⟨

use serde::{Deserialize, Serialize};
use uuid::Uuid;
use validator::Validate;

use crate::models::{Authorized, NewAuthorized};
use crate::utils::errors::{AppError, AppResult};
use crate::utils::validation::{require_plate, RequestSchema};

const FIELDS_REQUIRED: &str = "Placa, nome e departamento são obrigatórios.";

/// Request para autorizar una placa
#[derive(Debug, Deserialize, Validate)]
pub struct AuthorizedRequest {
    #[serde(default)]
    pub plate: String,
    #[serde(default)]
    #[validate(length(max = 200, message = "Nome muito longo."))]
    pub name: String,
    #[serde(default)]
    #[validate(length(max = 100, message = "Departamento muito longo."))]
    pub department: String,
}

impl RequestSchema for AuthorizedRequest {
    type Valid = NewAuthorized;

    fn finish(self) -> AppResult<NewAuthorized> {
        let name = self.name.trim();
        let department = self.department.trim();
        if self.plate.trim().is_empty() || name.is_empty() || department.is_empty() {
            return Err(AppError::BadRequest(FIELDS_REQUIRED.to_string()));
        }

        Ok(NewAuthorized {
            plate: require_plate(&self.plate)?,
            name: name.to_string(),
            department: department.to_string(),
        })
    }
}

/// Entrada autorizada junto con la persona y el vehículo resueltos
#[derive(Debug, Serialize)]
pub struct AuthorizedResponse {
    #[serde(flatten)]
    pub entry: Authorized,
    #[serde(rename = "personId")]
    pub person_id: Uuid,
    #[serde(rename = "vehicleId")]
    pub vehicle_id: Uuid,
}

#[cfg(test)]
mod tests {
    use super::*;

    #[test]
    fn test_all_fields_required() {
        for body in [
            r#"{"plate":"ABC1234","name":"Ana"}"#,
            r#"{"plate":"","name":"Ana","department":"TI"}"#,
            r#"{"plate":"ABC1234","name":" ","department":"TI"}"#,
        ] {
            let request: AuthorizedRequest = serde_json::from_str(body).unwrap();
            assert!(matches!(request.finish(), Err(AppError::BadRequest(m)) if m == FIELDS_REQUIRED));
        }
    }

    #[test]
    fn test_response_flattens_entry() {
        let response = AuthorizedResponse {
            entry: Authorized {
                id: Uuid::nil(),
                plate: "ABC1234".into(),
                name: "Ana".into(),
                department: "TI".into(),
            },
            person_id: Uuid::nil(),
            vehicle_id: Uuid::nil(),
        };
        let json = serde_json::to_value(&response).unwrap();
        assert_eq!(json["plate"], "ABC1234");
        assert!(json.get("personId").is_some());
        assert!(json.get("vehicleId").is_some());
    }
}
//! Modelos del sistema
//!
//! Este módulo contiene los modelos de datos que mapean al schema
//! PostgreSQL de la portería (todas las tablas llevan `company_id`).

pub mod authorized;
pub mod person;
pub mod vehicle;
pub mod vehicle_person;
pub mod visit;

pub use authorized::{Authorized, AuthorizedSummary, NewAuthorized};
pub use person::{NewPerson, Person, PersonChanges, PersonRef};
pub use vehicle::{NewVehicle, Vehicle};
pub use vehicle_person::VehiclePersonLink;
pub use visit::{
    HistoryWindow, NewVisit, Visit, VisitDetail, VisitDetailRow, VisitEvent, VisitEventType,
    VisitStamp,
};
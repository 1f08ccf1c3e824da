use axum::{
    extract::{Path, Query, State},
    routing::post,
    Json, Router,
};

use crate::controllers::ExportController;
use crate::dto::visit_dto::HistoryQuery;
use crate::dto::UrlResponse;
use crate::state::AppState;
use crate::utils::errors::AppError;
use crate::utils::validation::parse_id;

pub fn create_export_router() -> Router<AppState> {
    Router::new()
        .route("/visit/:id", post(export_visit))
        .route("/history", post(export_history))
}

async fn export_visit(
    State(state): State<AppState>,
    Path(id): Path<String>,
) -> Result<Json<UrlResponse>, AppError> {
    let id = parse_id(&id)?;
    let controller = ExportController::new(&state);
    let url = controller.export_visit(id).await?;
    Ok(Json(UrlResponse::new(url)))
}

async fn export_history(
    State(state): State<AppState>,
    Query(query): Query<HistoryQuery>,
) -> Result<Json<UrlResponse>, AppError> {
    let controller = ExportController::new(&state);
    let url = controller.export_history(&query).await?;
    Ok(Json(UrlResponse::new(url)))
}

⟩

All of the entries above need to be retyped exactly.

• Completed task:
use serde::{Deserialize, Serialize};
use uuid::Uuid;
use validator::Validate;

use crate::models::{Authorized, NewAuthorized};
use crate::utils::errors::{AppError, AppResult};
use crate::utils::validation::{require_plate, RequestSchema};

const FIELDS_REQUIRED: &str = "Placa, nome e departamento são obrigatórios.";

/// Request para autorizar una placa
#[derive(Debug, Deserialize, Validate)]
pub struct AuthorizedRequest {
    #[serde(default)]
    pub plate: String,
    #[serde(default)]
    #[validate(length(max = 200, message = "Nome muito longo."))]
    pub name: String,
    #[serde(default)]
    #[validate(length(max = 100, message = "Departamento muito longo."))]
    pub department: String,
}

impl RequestSchema for AuthorizedRequest {
    type Valid = NewAuthorized;

    fn finish(self) -> AppResult<NewAuthorized> {
        let name = self.name.trim();
        let department = self.department.trim();
        if self.plate.trim().is_empty() || name.is_empty() || department.is_empty() {
            return Err(AppError::BadRequest(FIELDS_REQUIRED.to_string()));
        }

        Ok(NewAuthorized {
            plate: require_plate(&self.plate)?,
            name: name.to_string(),
            department: department.to_string(),
        })
    }
}

/// Entrada autorizada junto con la persona y el vehículo resueltos
#[derive(Debug, Serialize)]
pub struct AuthorizedResponse {
    #[serde(flatten)]
    pub entry: Authorized,
    #[serde(rename = "personId")]
    pub person_id: Uuid,
    #[serde(rename = "vehicleId")]
    pub vehicle_id: Uuid,
}

#[cfg(test)]
mod tests {
    use super::*;

    #[test]
    fn test_all_fields_required() {
        for body in [
            r#"{"plate":"ABC1234","name":"Ana"}"#,
            r#"{"plate":"","name":"Ana","department":"TI"}"#,
            r#"{"plate":"ABC1234","name":" ","department":"TI"}"#,
        ] {
            let request: AuthorizedRequest = serde_json::from_str(body).unwrap();
            assert!(matches!(request.finish(), Err(AppError::BadRequest(m)) if m == FIELDS_REQUIRED));
        }
    }

    #[test]
    fn test_response_flattens_entry() {
        let response = AuthorizedResponse {
            entry: Authorized {
                id: Uuid::nil(),
                plate: "ABC1234".into(),
                name: "Ana".into(),
                department: "TI".into(),
            },
            person_id: Uuid::nil(),
            vehicle_id: Uuid::nil(),
        };
        let json = serde_json::to_value(&response).unwrap();
        assert_eq!(json["plate"], "ABC1234");
        assert!(json.get("personId").is_some());
        assert!(json.get("vehicleId").is_some());
    }
}
//! Modelos del sistema
//!
//! Este módulo contiene los modelos de datos que mapean al schema
//! PostgreSQL de la portería (todas las tablas llevan `company_id`).

pub mod authorized;
pub mod person;
pub mod vehicle;
pub mod vehicle_person;
pub mod visit;

pub use authorized::{Authorized, AuthorizedSummary, NewAuthorized};
pub use person::{NewPerson, Person, PersonChanges, PersonRef};
pub use vehicle::{NewVehicle, Vehicle};
pub use vehicle_person::VehiclePersonLink;
pub use visit::{
    HistoryWindow, NewVisit, Visit, VisitDetail, VisitDetailRow, VisitEvent, VisitEventType,
    VisitStamp,
};
repository 1f08ccf1c3e824da
use axum::{
    extract::{Path, Query, State},
    routing::post,
    Json, Router,
};

use crate::controllers::ExportController;
use crate::dto::visit_dto::HistoryQuery;
use crate::dto::UrlResponse;
use crate::state::AppState;
use crate::utils::errors::AppError;
use crate::utils::validation::parse_id;

pub fn create_export_router() -> Router<AppState> {
    Router::new()
        .route("/visit/:id", post(export_visit))
        .route("/history", post(export_history))
}

async fn export_visit(
    State(state): State<AppState>,
    Path(id): Path<String>,
) -> Result<Json<UrlResponse>, AppError> {
    let id = parse_id(&id)?;
    let controller = ExportController::new(&state);
    let url = controller.export_visit(id).await?;
    Ok(Json(UrlResponse::new(url)))
}

async fn export_history(
    State(state): State<AppState>,
    Query(query): Query<HistoryQuery>,
) -> Result<Json<UrlResponse>, AppError> {
    let controller = ExportController::new(&state);
    let url = controller.export_history(&query).await?;
    Ok(Json(UrlResponse::new(url)))
}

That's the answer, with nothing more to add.